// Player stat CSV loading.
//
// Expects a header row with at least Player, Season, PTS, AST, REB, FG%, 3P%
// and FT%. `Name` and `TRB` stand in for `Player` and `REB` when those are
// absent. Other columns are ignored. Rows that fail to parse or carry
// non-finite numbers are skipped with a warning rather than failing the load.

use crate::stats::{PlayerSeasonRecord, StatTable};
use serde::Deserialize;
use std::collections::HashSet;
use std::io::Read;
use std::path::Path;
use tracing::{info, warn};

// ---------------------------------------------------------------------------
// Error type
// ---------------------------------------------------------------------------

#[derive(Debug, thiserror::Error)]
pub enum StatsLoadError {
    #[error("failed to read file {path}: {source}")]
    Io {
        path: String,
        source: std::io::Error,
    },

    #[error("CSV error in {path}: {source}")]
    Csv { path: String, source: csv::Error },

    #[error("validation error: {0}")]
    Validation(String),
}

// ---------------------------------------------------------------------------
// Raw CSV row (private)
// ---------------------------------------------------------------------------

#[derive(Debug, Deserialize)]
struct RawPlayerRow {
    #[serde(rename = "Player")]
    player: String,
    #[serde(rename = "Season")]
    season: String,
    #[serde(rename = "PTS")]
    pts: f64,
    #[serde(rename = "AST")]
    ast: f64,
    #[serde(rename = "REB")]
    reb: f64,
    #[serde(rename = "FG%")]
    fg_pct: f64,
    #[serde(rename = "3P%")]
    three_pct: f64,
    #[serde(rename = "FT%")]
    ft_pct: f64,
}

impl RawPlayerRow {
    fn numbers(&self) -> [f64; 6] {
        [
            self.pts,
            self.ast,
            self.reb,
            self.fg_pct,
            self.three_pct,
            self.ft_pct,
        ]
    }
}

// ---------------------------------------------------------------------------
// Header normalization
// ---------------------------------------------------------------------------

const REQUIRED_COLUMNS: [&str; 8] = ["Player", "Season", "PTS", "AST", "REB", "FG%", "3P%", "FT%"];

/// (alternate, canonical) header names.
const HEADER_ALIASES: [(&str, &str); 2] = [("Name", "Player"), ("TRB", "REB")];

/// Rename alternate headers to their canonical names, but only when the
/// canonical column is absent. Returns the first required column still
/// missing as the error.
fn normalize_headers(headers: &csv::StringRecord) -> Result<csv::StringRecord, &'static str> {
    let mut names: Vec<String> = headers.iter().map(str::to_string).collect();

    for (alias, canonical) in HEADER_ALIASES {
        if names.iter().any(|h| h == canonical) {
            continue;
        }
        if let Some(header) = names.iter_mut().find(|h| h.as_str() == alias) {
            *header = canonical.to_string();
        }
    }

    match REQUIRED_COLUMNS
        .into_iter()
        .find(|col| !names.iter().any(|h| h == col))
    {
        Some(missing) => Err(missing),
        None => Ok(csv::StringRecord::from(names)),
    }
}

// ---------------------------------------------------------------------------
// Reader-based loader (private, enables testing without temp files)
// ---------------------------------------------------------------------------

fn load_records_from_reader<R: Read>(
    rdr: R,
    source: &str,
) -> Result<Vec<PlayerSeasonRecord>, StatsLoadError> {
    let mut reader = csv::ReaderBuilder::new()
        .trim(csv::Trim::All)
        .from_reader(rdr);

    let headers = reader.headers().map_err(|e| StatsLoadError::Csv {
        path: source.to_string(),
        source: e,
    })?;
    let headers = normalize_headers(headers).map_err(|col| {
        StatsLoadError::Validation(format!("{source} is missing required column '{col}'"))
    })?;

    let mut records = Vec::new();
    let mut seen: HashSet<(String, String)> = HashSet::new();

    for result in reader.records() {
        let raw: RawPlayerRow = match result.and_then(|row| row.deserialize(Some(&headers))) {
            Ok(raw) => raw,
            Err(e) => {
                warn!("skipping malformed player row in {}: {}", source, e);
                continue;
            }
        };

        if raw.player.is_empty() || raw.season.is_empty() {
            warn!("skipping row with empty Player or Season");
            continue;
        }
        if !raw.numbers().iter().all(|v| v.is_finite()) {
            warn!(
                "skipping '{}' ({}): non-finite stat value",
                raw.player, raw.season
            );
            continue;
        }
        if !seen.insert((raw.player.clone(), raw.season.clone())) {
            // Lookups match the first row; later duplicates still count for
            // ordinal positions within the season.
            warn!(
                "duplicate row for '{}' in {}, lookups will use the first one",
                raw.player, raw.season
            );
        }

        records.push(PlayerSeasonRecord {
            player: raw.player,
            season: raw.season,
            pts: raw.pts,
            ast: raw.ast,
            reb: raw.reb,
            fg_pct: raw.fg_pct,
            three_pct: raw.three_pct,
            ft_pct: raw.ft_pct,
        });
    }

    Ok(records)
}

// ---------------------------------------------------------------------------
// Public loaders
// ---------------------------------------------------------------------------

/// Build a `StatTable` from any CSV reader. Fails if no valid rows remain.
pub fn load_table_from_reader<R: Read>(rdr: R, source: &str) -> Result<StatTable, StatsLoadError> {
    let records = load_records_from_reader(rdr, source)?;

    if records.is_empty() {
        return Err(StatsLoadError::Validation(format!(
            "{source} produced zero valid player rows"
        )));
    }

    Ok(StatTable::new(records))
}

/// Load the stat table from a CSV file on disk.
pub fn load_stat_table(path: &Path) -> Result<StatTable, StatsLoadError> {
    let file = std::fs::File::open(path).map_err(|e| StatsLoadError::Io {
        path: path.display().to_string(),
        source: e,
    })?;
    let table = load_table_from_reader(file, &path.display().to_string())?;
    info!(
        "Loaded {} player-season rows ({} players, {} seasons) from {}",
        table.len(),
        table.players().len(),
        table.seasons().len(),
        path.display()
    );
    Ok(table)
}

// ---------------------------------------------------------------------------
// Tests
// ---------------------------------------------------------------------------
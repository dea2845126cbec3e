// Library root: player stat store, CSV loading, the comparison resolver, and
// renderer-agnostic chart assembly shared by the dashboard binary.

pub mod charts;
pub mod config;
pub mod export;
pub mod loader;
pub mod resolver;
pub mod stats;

::::

Answer with one number: how many lines of the entries above include the word "path".

■ **ANSWER SECTION**: 11